Supplied material -
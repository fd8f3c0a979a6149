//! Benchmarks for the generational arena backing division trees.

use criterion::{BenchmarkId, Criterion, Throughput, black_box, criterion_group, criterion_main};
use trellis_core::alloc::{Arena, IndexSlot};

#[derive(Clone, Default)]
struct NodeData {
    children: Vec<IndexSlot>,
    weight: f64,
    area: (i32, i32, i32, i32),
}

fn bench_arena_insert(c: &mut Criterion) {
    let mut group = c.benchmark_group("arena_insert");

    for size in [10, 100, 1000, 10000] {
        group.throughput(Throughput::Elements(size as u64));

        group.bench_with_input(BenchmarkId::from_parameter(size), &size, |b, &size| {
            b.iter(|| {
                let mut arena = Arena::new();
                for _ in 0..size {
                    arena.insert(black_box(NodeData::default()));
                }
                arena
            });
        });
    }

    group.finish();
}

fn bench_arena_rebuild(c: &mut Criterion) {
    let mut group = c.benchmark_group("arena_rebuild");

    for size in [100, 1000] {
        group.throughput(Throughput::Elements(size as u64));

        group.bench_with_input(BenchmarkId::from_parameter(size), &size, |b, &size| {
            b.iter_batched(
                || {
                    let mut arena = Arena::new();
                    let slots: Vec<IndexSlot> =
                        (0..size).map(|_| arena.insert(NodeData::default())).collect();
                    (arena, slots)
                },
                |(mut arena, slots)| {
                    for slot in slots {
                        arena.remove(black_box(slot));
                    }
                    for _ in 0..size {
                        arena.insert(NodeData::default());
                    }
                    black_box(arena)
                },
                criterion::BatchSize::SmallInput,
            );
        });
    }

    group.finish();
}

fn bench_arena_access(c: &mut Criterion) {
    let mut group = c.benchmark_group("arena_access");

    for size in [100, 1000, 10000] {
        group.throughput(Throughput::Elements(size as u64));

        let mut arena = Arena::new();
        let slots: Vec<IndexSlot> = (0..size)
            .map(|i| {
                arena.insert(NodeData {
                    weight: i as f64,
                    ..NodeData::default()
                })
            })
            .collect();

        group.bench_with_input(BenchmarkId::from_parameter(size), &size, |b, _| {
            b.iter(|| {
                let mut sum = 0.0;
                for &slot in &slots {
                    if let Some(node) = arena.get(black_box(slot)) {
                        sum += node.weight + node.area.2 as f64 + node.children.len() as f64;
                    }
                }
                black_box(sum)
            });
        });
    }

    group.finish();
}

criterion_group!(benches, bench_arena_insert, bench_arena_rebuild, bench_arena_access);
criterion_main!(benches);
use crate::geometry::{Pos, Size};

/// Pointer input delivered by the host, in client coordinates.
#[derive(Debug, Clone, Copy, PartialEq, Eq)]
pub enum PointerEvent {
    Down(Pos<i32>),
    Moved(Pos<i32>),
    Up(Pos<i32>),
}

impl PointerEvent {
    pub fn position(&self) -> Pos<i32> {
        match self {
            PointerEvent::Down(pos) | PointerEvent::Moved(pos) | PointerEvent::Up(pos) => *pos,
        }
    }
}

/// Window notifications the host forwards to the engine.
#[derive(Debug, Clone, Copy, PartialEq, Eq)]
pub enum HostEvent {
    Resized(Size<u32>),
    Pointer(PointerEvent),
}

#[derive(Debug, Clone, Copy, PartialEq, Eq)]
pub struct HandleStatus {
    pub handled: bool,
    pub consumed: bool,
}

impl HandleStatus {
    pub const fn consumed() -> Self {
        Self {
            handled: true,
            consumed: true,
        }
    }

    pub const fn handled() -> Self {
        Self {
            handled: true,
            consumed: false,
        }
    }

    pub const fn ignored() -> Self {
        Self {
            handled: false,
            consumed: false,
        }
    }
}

Task statement -
Once you have read the records above, set each one down again exactly.

The answer -
repository fd8f3c0a979a6149
//! Benchmarks for the generational arena backing division trees.

use criterion::{BenchmarkId, Criterion, Throughput, black_box, criterion_group, criterion_main};
use trellis_core::alloc::{Arena, IndexSlot};

#[derive(Clone, Default)]
struct NodeData {
    children: Vec<IndexSlot>,
    weight: f64,
    area: (i32, i32, i32, i32),
}

fn bench_arena_insert(c: &mut Criterion) {
    let mut group = c.benchmark_group("arena_insert");

    for size in [10, 100, 1000, 10000] {
        group.throughput(Throughput::Elements(size as u64));

        group.bench_with_input(BenchmarkId::from_parameter(size), &size, |b, &size| {
            b.iter(|| {
                let mut arena = Arena::new();
                for _ in 0..size {
                    arena.insert(black_box(NodeData::default()));
                }
                arena
            });
        });
    }

    group.finish();
}

fn bench_arena_rebuild(c: &mut Criterion) {
    let mut group = c.benchmark_group("arena_rebuild");

    for size in [100, 1000] {
        group.throughput(Throughput::Elements(size as u64));

        group.bench_with_input(BenchmarkId::from_parameter(size), &size, |b, &size| {
            b.iter_batched(
                || {
                    let mut arena = Arena::new();
                    let slots: Vec<IndexSlot> =
                        (0..size).map(|_| arena.insert(NodeData::default())).collect();
                    (arena, slots)
                },
                |(mut arena, slots)| {
                    for slot in slots {
                        arena.remove(black_box(slot));
                    }
                    for _ in 0..size {
                        arena.insert(NodeData::default());
                    }
                    black_box(arena)
                },
                criterion::BatchSize::SmallInput,
            );
        });
    }

    group.finish();
}

fn bench_arena_access(c: &mut Criterion) {
    let mut group = c.benchmark_group("arena_access");

    for size in [100, 1000, 10000] {
        group.throughput(Throughput::Elements(size as u64));

        let mut arena = Arena::new();
        let slots: Vec<IndexSlot> = (0..size)
            .map(|i| {
                arena.insert(NodeData {
                    weight: i as f64,
                    ..NodeData::default()
                })
            })
            .collect();

        group.bench_with_input(BenchmarkId::from_parameter(size), &size, |b, _| {
            b.iter(|| {
                let mut sum = 0.0;
                for &slot in &slots {
                    if let Some(node) = arena.get(black_box(slot)) {
                        sum += node.weight + node.area.2 as f64 + node.children.len() as f64;
                    }
                }
                black_box(sum)
            });
        });
    }

    group.finish();
}

criterion_group!(benches, bench_arena_insert, bench_arena_rebuild, bench_arena_access);
criterion_main!(benches);
use crate::geometry::{Pos, Size};

/// Pointer input delivered by the host, in client coordinates.
#[derive(Debug, Clone, Copy, PartialEq, Eq)]
pub enum PointerEvent {
    Down(Pos<i32>),
    Moved(Pos<i32>),
    Up(Pos<i32>),
}

impl PointerEvent {
    pub fn position(&self) -> Pos<i32> {
        match self {
            PointerEvent::Down(pos) | PointerEvent::Moved(pos) | PointerEvent::Up(pos) => *pos,
        }
    }
}

/// Window notifications the host forwards to the engine.
#[derive(Debug, Clone, Copy, PartialEq, Eq)]
pub enum HostEvent {
    Resized(Size<u32>),
    Pointer(PointerEvent),
}

#[derive(Debug, Clone, Copy, PartialEq, Eq)]
pub struct HandleStatus {
    pub handled: bool,
    pub consumed: bool,
}

impl HandleStatus {
    pub const fn consumed() -> Self {
        Self {
            handled: true,
            consumed: true,
        }
    }

    pub const fn handled() -> Self {
        Self {
            handled: true,
            consumed: false,
        }
    }

    pub const fn ignored() -> Self {
        Self {
            handled: false,
            consumed: false,
        }
    }
}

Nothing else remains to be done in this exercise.